Prior to Savell's trial, the circuit court held the hearing to determine whether Savell was indigent. After determining Savell to be indigent, the circuit court appointed attorneys to represent Savell on his pending murder charge.
FACTS
¶ 3. After a jury convicted Savell of the murder of Mandy Davis, the circuit court sentenced him to life imprisonment in the custody of the Mississippi Department of Corrections. Savell v. State, 928 So.2d 961, 964 (¶ 1) (Miss.Ct.App.2006). Savell then appealed his conviction and sentence to this Court. Id. Finding no error, we affirmed. Id.
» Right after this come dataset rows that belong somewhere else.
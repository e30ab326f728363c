//! Static narrative pages.

use super::{Block, Bullet};

fn bullets(items: &[(&str, &str)]) -> Block {
    Block::Bullets {
        items: items
            .iter()
            .map(|(label, text)| Bullet {
                label: label.to_string(),
                text: text.to_string(),
            })
            .collect(),
    }
}

pub fn welcome() -> Vec<Block> {
    vec![
        Block::heading(2, "Purpose"),
        Block::paragraph(
            "This dashboard gives a view of global imports and exports data to support \
             strategic decisions with detail on trade volumes, product categories, shipping \
             methods, and financial impact.",
        ),
        Block::heading(2, "Key Features"),
        bullets(&[
            ("Data Preview", "Filter and explore the raw data directly."),
            (
                "Analysis Dashboard",
                "Visualize trends and patterns in global trade with interactive charts.",
            ),
            (
                "Key Observations and Insights",
                "Summarize the most important findings and managerial insights to guide strategic actions.",
            ),
        ]),
    ]
}

pub fn insights() -> Vec<Block> {
    vec![
        Block::heading(1, "Summary of Key Findings"),
        bullets(&[
            (
                "Top Countries",
                "The countries with the highest import/export volumes are critical players and \
                 candidates for strategic partnerships.",
            ),
            (
                "Shipping Methods",
                "The most frequently used shipping method shows a preference that logistics \
                 operations can be streamlined around.",
            ),
            (
                "Category Impact",
                "The categories with the highest economic impact, such as Clothing and Furniture, \
                 should lead marketing and inventory planning.",
            ),
            (
                "Product and Payment Terms Preferences",
                "Prepaid and cash-on-delivery are popular payment terms across categories; \
                 incentives for prepaid payment could improve cash flow.",
            ),
        ]),
        Block::heading(1, "Managerial Insights"),
        bullets(&[
            (
                "Strategic Partnerships",
                "Relationships with the top trading countries can yield better routes and pricing.",
            ),
            (
                "Operational Focus on Top Shipping Method",
                "Optimizing the most used shipping method shortens turnaround times.",
            ),
            (
                "Targeted Marketing",
                "High-impact categories should be prioritized for targeted campaigns.",
            ),
            (
                "Financial Strategy",
                "Discounts on prepaid orders improve liquidity; cash-on-delivery trends inform \
                 risk management.",
            ),
            (
                "Resource Allocation",
                "Category preferences show where inventory and workforce should be focused.",
            ),
        ]),
        Block::heading(1, "Recommendations"),
        bullets(&[
            (
                "Enhance Shipping Capabilities",
                "Strengthen the most utilized methods (for example Air and Sea) for quality and timeliness.",
            ),
            (
                "Diversify Payment Options",
                "Digital wallets or buy-now-pay-later options could attract a broader customer base.",
            ),
            (
                "Regular Data Analysis",
                "Ongoing analysis of trade trends and shipping preferences keeps strategy aligned \
                 with demand.",
            ),
            (
                "Leverage Technology",
                "Automating frequent shipping workflows and inventory for top products improves efficiency.",
            ),
        ]),
        Block::heading(2, "Conclusion"),
        Block::paragraph(
            "Strategic partnerships, optimized shipping, focus on high-impact categories and \
             diverse payment options are the main levers for operational efficiency and market \
             reach. Continuous analysis keeps the business responsive to market changes.",
        ),
    ]
}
¶ 4. In 2009, Savell filed a “Petition for an Order of Disinterment for Autopsy” with the circuit court. Savell v. State, 78 So.3d 376, 377 (¶ 1) (Miss.Ct.App.2011). The circuit court treated the petition as a PCR motion and dismissed because Savell failed “to obtain leave from the supreme court as required by Mississippi Code Annotated section 99–39–7 (Supp.2010).” Id. at (¶ 7). In addressing Savell's appeal of the circuit court's judgment, this Court noted that Savell had previously filed three applications for leave to proceed with the supreme court, each of which was denied or dismissed. Id. at (¶¶ 3–6). After finding that Savell failed to obtain permission from the supreme court before filing his 2009 PCR motion in circuit court, we affirmed the circuit court's dismissal of Savell's 2009 motion. Id. at 378 (¶ 10).
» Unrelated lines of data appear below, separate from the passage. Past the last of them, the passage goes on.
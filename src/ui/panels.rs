use eframe::egui::{self, Color32, RichText, ScrollArea, Ui};

use super::UiAction;
use crate::data::filter::Choice;
use crate::data::model::ImportExport;
use crate::state::{AppState, FilterOptions, SessionState, Status};
use crate::view::Page;

// ---------------------------------------------------------------------------
// Left side panel – navigation and filter widgets
// ---------------------------------------------------------------------------

/// Render the left panel and return the session the widgets ask for. Every
/// edit goes through a `SessionState` transition; the caller compares the
/// result against the current session.
pub fn side_panel(ui: &mut Ui, options: &FilterOptions, session: &SessionState) -> SessionState {
    let mut next = session.clone();

    ui.heading("Navigation");
    let mut page = session.page;
    egui::ComboBox::from_id_salt("page_select")
        .selected_text(page.label())
        .width(ui.available_width())
        .show_ui(ui, |ui: &mut Ui| {
            for p in Page::ALL {
                ui.selectable_value(&mut page, p, p.label());
            }
        });
    if page != session.page {
        next = next.with_page(page);
    }
    ui.separator();

    ScrollArea::vertical()
        .auto_shrink([false, false])
        .show(ui, |ui: &mut Ui| match session.page {
            Page::Preview => next = preview_filters(ui, options, next.clone()),
            Page::Analysis => next = analysis_filters(ui, options, next.clone()),
            Page::Welcome | Page::Insights => {
                ui.label(RichText::new("No filters on this page.").weak());
            }
        });
    next
}

fn preview_filters(ui: &mut Ui, options: &FilterOptions, session: SessionState) -> SessionState {
    let mut next = session;
    ui.heading("Filters");

    // ---- Country multi-select (collapsible) ----
    let header_text = format!(
        "Countries  ({}/{})",
        next.preview.countries.len(),
        options.countries.len()
    );
    egui::CollapsingHeader::new(RichText::new(header_text).strong())
        .id_salt("countries")
        .default_open(false)
        .show(ui, |ui: &mut Ui| {
            if ui.small_button("Clear").clicked() {
                next = next.with_countries_cleared();
            }
            for country in &options.countries {
                let mut checked = next.preview.countries.contains(country);
                if ui.checkbox(&mut checked, country.as_str()).changed() {
                    next = next.with_country_toggled(country);
                }
            }
        });
    ui.add_space(4.0);

    ui.strong("Product");
    let mut product = next.preview.product.clone();
    string_choice(ui, "product_select", &options.products, &mut product);
    if product != next.preview.product {
        next = next.with_product(product);
    }
    ui.add_space(4.0);

    ui.strong("Import/Export");
    let mut direction = next.preview.import_export.clone();
    direction_choice(ui, &mut direction);
    if direction != next.preview.import_export {
        next = next.with_preview_direction(direction);
    }
    next
}

fn analysis_filters(ui: &mut Ui, options: &FilterOptions, session: SessionState) -> SessionState {
    let mut filter = session.analysis.clone();
    ui.heading("Filters");
    ui.strong("Country");
    string_choice(ui, "analysis_country", &options.countries, &mut filter.country);
    ui.add_space(4.0);

    ui.strong("Import/Export");
    direction_choice(ui, &mut filter.import_export);

    if filter == session.analysis {
        session
    } else {
        session.with_analysis(filter)
    }
}

fn string_choice(ui: &mut Ui, id: &str, values: &[String], choice: &mut Choice<String>) {
    let selected = match choice {
        Choice::All => "All".to_string(),
        Choice::Only(v) => v.clone(),
    };
    egui::ComboBox::from_id_salt(id)
        .selected_text(selected)
        .width(ui.available_width())
        .show_ui(ui, |ui: &mut Ui| {
            ui.selectable_value(choice, Choice::All, "All");
            for v in values {
                ui.selectable_value(choice, Choice::Only(v.clone()), v.as_str());
            }
        });
}

fn direction_choice(ui: &mut Ui, choice: &mut Choice<ImportExport>) {
    ui.horizontal(|ui: &mut Ui| {
        ui.radio_value(choice, Choice::All, "All");
        for dir in ImportExport::ALL {
            ui.radio_value(choice, Choice::Only(dir), dir.label());
        }
    });
}

// ---------------------------------------------------------------------------
// Top bar
// ---------------------------------------------------------------------------

/// Render the top menu / status bar.
pub fn top_bar(ui: &mut Ui, state: &AppState) -> Option<UiAction> {
    let mut action = None;
    egui::menu::bar(ui, |ui: &mut Ui| {
        ui.menu_button("File", |ui: &mut Ui| {
            if ui.button("Save Filtered Data").clicked() {
                action = Some(UiAction::Export);
                ui.close_menu();
            }
        });

        ui.separator();
        ui.label(format!("{} records in sample", state.dataset.len()));
        ui.separator();

        match &state.status {
            Some(Status::Info(msg)) => {
                ui.label(RichText::new(msg).color(Color32::LIGHT_GREEN));
            }
            Some(Status::Error(msg)) => {
                ui.label(RichText::new(msg).color(Color32::RED));
            }
            None => {}
        }
    });
    action
}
¶ 5. On August 4, 2014, Savell filed a new petition with the circuit court, which is the focus of the matter presently before this Court. In his “Petition for Order to Show Cause,” Savell repeatedly asserted that he was not attacking the trial proceedings resulting in his murder conviction and that his petition failed to constitute a PCR petition. Instead, Savell insisted that his petition for a show-cause order sought to establish that the circuit court's failure to provide him a copy of the transcript of his pretrial indigency hearing deprived him of due process and impeded his ability to file an appeal. According to Savell's assertions, the pretrial-hearing transcript would show that the circuit court violated Savell's fundamental constitutional rights. Savell argued that the missing transcript reflected that the circuit court erred by first seizing personal property Savell allegedly intended to use to hire an attorney and by then declaring Savell indigent.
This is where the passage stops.